(Items from a dataset)
=== Begin Enclosure ===
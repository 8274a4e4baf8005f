use anyhow::Result;
use colored::Colorize;
use newsai::feed::{probe_feed, ProbeStatus};
use newsai::logging;
use std::env;
use std::process;

#[tokio::main]
async fn main() -> Result<()> {
    // Setup logging
    logging::configure_logging();

    // Parse command line arguments
    let args: Vec<String> = env::args().collect();

    if args.len() < 2 || args[1] == "--help" || args[1] == "-h" {
        print_usage(&args[0]);
        return Ok(());
    }

    let url = &args[1];

    println!("Probing news endpoint: {}", url);

    match probe_feed(url).await {
        Ok(report) => {
            println!("\n{}", "═".repeat(100).bright_blue());
            println!(
                "{}  {}",
                "ENDPOINT DIAGNOSTICS".bright_blue(),
                url.bright_yellow()
            );
            println!("{}", "═".repeat(100).bright_blue());

            // Print status with appropriate color
            let status_str = format!("{:?}", report.status);
            let colored_status = match report.status {
                ProbeStatus::Success => status_str.bright_green(),
                ProbeStatus::RequestFailed => status_str.bright_red(),
                ProbeStatus::ParseError => status_str.bright_yellow(),
            };
            println!("{}: {}", "Status".bright_blue(), colored_status);

            // Print HTTP status if available
            if let Some(http_status) = report.http_status {
                println!("{}: {}", "HTTP Status".bright_blue(), http_status);
            } else {
                println!("{}: {}", "HTTP Status".bright_blue(), "None".dimmed());
            }

            // Print Content-Type if available
            if let Some(ref content_type) = report.content_type {
                println!("{}: {}", "Content-Type".bright_blue(), content_type);
            } else {
                println!("{}: {}", "Content-Type".bright_blue(), "None".dimmed());
            }

            // Print detected payload shape
            println!("{}: {}", "Payload Shape".bright_blue(), report.shape.as_str());

            // Print articles found
            println!(
                "{}: {}",
                "Articles Found".bright_blue(),
                report.articles_found
            );

            // Print per-category tallies if any
            if !report.per_category.is_empty() {
                println!("\n{}", "Per-Category Tallies".bright_blue());
                println!("{}", "─".repeat(80).dimmed());
                for (category, count) in &report.per_category {
                    println!("{}: {}", category.as_str().bright_magenta(), count);
                }
            }

            // Print warnings if any
            if !report.warnings.is_empty() {
                println!("\n{}", "Warnings".bright_yellow());
                println!("{}", "─".repeat(80).dimmed());
                for (i, warning) in report.warnings.iter().enumerate() {
                    println!("{}. {}", i + 1, warning);
                }
            }

            // Print errors if any
            if !report.errors.is_empty() {
                println!("\n{}", "Errors".bright_red());
                println!("{}", "─".repeat(80).dimmed());
                for (i, error) in report.errors.iter().enumerate() {
                    println!("{}. {}", i + 1, error.bright_red());
                }
            }

            // Print a preview of the articles if any
            if !report.preview.is_empty() {
                println!("\n{}", "Article Preview".bright_green());
                println!("{}", "─".repeat(80).dimmed());
                for (i, (id, title)) in report.preview.iter().enumerate() {
                    println!(
                        "{}. {} ({})",
                        i + 1,
                        title.bright_white(),
                        format!("id {}", id).dimmed()
                    );
                }
                if report.articles_found > report.preview.len() {
                    println!(
                        "... and {} more articles",
                        report.articles_found - report.preview.len()
                    );
                }
            }

            println!("\n{}", "═".repeat(100).bright_blue());

            // Return error code if the endpoint had problems
            match report.status {
                ProbeStatus::Success => {
                    println!(
                        "Probe completed successfully with {} articles found",
                        report.articles_found
                    );
                    process::exit(0);
                }
                _ => {
                    eprintln!("Probe completed with errors: {:?}", report.status);
                    process::exit(1);
                }
            }
        }
        Err(err) => {
            eprintln!("Failed to probe endpoint: {}", err);
            process::exit(2);
        }
    }
}

// Print usage instructions
fn print_usage(program_name: &str) {
    println!("Usage: {} <endpoint_url>", program_name);
    println!("\nExamples:");
    println!("  {} http://localhost:3000/api/news", program_name);
    println!("  {} https://news.example.com/api/news", program_name);
}
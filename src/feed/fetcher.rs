//! Periodic polling refresh for the article list.

use tokio::sync::{mpsc, watch};
use tokio::time::{sleep, Duration};
use tracing::{debug, error, info};

use super::controller::ArticleList;
use super::types::Article;
use crate::TARGET_WEB_REQUEST;

/// Poll the read endpoint forever, publishing a filtered snapshot after
/// each successful refresh.
///
/// The first refresh happens immediately, then one every `interval`.
/// Failures are logged and the previous collection keeps being served.
/// Flipping `cancel_rx` stops the schedule; an in-flight request is not
/// cancelled, only no further one is issued.
pub async fn refresh_loop(
    mut list: ArticleList,
    interval: Duration,
    mut cancel_rx: watch::Receiver<bool>,
    snapshots: mpsc::Sender<Vec<Article>>,
) {
    loop {
        match list.refresh().await {
            Ok(count) => {
                info!(target: TARGET_WEB_REQUEST, "Poll refresh complete: {} articles", count);
                let snapshot: Vec<Article> = list.filtered().into_iter().cloned().collect();
                if snapshots.send(snapshot).await.is_err() {
                    debug!(target: TARGET_WEB_REQUEST, "Snapshot receiver dropped, stopping poll loop");
                    return;
                }
            }
            Err(err) => {
                error!(target: TARGET_WEB_REQUEST, "Poll refresh failed: {}", err);
            }
        }

        tokio::select! {
            _ = cancel_rx.changed() => {
                info!(target: TARGET_WEB_REQUEST, "Poll loop cancelled");
                return;
            }
            _ = sleep(interval) => {}
        }
    }
}
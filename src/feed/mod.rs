//! News feed module for newsai.
//!
//! This module handles fetching, normalizing, and filtering articles from
//! the news portal endpoints, and requesting generation of new articles.

mod client;
mod controller;
mod fetcher;
mod parser;
mod probe;
mod types;
mod util;

// Re-export types for the binaries and display code
pub use self::types::*;

// Re-export specific functions for lib.rs to use
pub use self::fetcher::refresh_loop;

// Re-export other modules
pub use self::client::*;
pub use self::controller::*;
pub use self::parser::*;
pub use self::probe::*;
pub use self::util::*;
//! Response body normalization for the portal endpoints.

use super::types::{Article, FeedError, GeneratedArticle, NewsPayload};

/// Parse a read-endpoint body into the canonical article collection.
///
/// The deployed portal has served two shapes over time: a bare JSON array
/// of articles, and an object wrapping the array under a `news` key. Both
/// normalize to the same `Vec<Article>` here, before anything downstream
/// sees the payload.
pub fn parse_articles(body: &str) -> Result<Vec<Article>, FeedError> {
    let payload: NewsPayload = serde_json::from_str(body)?;
    Ok(payload.into_articles())
}

/// Parse a generate-endpoint success body.
///
/// Any success body carrying at least `title` and `word_count` is accepted;
/// the full-article shape is a superset and parses identically.
pub fn parse_generated(body: &str) -> Result<GeneratedArticle, FeedError> {
    Ok(serde_json::from_str(body)?)
}
use std::time::Duration;

use chrono::{DateTime, Utc};
use serde::{Serialize, Serializer};
use serde_json::{Map, Value, json};

use crate::{error::LookupError, provider::ProviderId};

#[derive(Debug, Clone, PartialEq, Serialize)]
pub struct PriceQuote {
    pub price: f64,
    pub currency: String,
    pub source: ProviderId,
    #[serde(serialize_with = "as_secs")]
    pub response_time: Duration,
    pub fetched_at: DateTime<Utc>,
}

#[derive(Debug, Clone, PartialEq, Serialize)]
pub struct WeatherReport {
    pub city: String,
    /// Degrees Celsius.
    pub temperature: f64,
    pub description: String,
    pub source: ProviderId,
    #[serde(serialize_with = "as_secs")]
    pub response_time: Duration,
    pub fetched_at: DateTime<Utc>,
}

#[derive(Debug, Clone, PartialEq, Serialize)]
pub struct ExchangeRate {
    pub from_currency: String,
    pub to_currency: String,
    pub rate: f64,
    pub source: ProviderId,
    #[serde(serialize_with = "as_secs")]
    pub response_time: Duration,
    pub fetched_at: DateTime<Utc>,
}

fn as_secs<S: Serializer>(duration: &Duration, serializer: S) -> Result<S::Ok, S::Error> {
    serializer.serialize_f64(duration.as_secs_f64())
}

/// Flat `{"success": ..., ...}` JSON view of a lookup result.
///
/// Success carries the payload fields; failure carries `error`, the echoed
/// inputs, a zero `price`/`rate` for price and exchange-rate lookups, and one
/// entry per exhausted source.
pub fn envelope<T: Serialize>(result: &Result<T, LookupError>) -> Value {
    match result {
        Ok(payload) => {
            let mut map = match serde_json::to_value(payload) {
                Ok(Value::Object(map)) => map,
                _ => Map::new(),
            };
            map.insert("success".to_string(), Value::Bool(true));
            Value::Object(map)
        }
        Err(err) => {
            let mut map = Map::new();
            map.insert("success".to_string(), Value::Bool(false));
            map.insert("error".to_string(), Value::String(err.to_string()));

            match err {
                LookupError::Price { currency, .. } => {
                    map.insert("price".to_string(), json!(0));
                    map.insert("currency".to_string(), json!(currency));
                }
                LookupError::Weather { city, .. } => {
                    map.insert("city".to_string(), json!(city));
                }
                LookupError::ExchangeRate {
                    from_currency,
                    to_currency,
                    ..
                } => {
                    map.insert("from_currency".to_string(), json!(from_currency));
                    map.insert("to_currency".to_string(), json!(to_currency));
                    map.insert("rate".to_string(), json!(0));
                }
            }

            let failures: Vec<Value> = err
                .failures()
                .iter()
                .map(|f| {
                    json!({
                        "source": f.provider.as_str(),
                        "attempts": f.attempts,
                        "error": f.last_error.to_string(),
                    })
                })
                .collect();
            map.insert("failures".to_string(), Value::Array(failures));

            Value::Object(map)
        }
    }
}
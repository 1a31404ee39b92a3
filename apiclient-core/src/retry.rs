use std::time::Duration;

/// How many times a single source is attempted before falling back.
#[derive(Debug, Clone, Copy, PartialEq, Eq)]
pub enum RetryPolicy {
    /// One attempt per source.
    Once,

    /// Up to `max_retries + 1` attempts per source, waiting
    /// `base * 2^attempt` after each failed attempt except the last.
    Backoff { max_retries: u32, base: Duration },
}

impl RetryPolicy {
    pub fn attempts(&self) -> u32 {
        match self {
            RetryPolicy::Once => 1,
            RetryPolicy::Backoff { max_retries, .. } => max_retries.saturating_add(1),
        }
    }

    /// Delay to wait after the failed attempt `attempt` (0-indexed), or `None`
    /// when that attempt was the last one for the source.
    pub fn delay_after(&self, attempt: u32) -> Option<Duration> {
        match self {
            RetryPolicy::Once => None,
            RetryPolicy::Backoff { max_retries, base } => {
                (attempt < *max_retries).then(|| backoff_delay(*base, attempt))
            }
        }
    }
}

pub fn backoff_delay(base: Duration, attempt: u32) -> Duration {
    let factor = 2u32.checked_pow(attempt).unwrap_or(u32::MAX);
    base.saturating_mul(factor)
}

#[cfg(test)]
mod tests {
    use super::*;

    const HALF_SECOND: Duration = Duration::from_millis(500);

    #[test]
    fn backoff_doubles_from_half_second() {
        assert_eq!(backoff_delay(HALF_SECOND, 0), Duration::from_millis(500));
        assert_eq!(backoff_delay(HALF_SECOND, 1), Duration::from_millis(1000));
        assert_eq!(backoff_delay(HALF_SECOND, 2), Duration::from_millis(2000));
        assert_eq!(backoff_delay(HALF_SECOND, 3), Duration::from_millis(4000));
    }

    #[test]
    fn backoff_saturates_instead_of_overflowing() {
        assert_eq!(backoff_delay(HALF_SECOND, 64), HALF_SECOND.saturating_mul(u32::MAX));
    }

    #[test]
    fn backoff_policy_sleeps_between_attempts_only() {
        let policy = RetryPolicy::Backoff {
            max_retries: 3,
            base: HALF_SECOND,
        };

        assert_eq!(policy.attempts(), 4);
        assert_eq!(policy.delay_after(0), Some(Duration::from_millis(500)));
        assert_eq!(policy.delay_after(2), Some(Duration::from_millis(2000)));
        assert_eq!(policy.delay_after(3), None);
    }

    #[test]
    fn once_policy_never_waits() {
        assert_eq!(RetryPolicy::Once.attempts(), 1);
        assert_eq!(RetryPolicy::Once.delay_after(0), None);
    }

    #[test]
    fn zero_retries_means_single_attempt() {
        let policy = RetryPolicy::Backoff {
            max_retries: 0,
            base: HALF_SECOND,
        };
        assert_eq!(policy.attempts(), 1);
        assert_eq!(policy.delay_after(0), None);
    }
}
=== End Enclosure ===
Task requirements - Return only the number of lines above that include the word "match".

Answer box - 9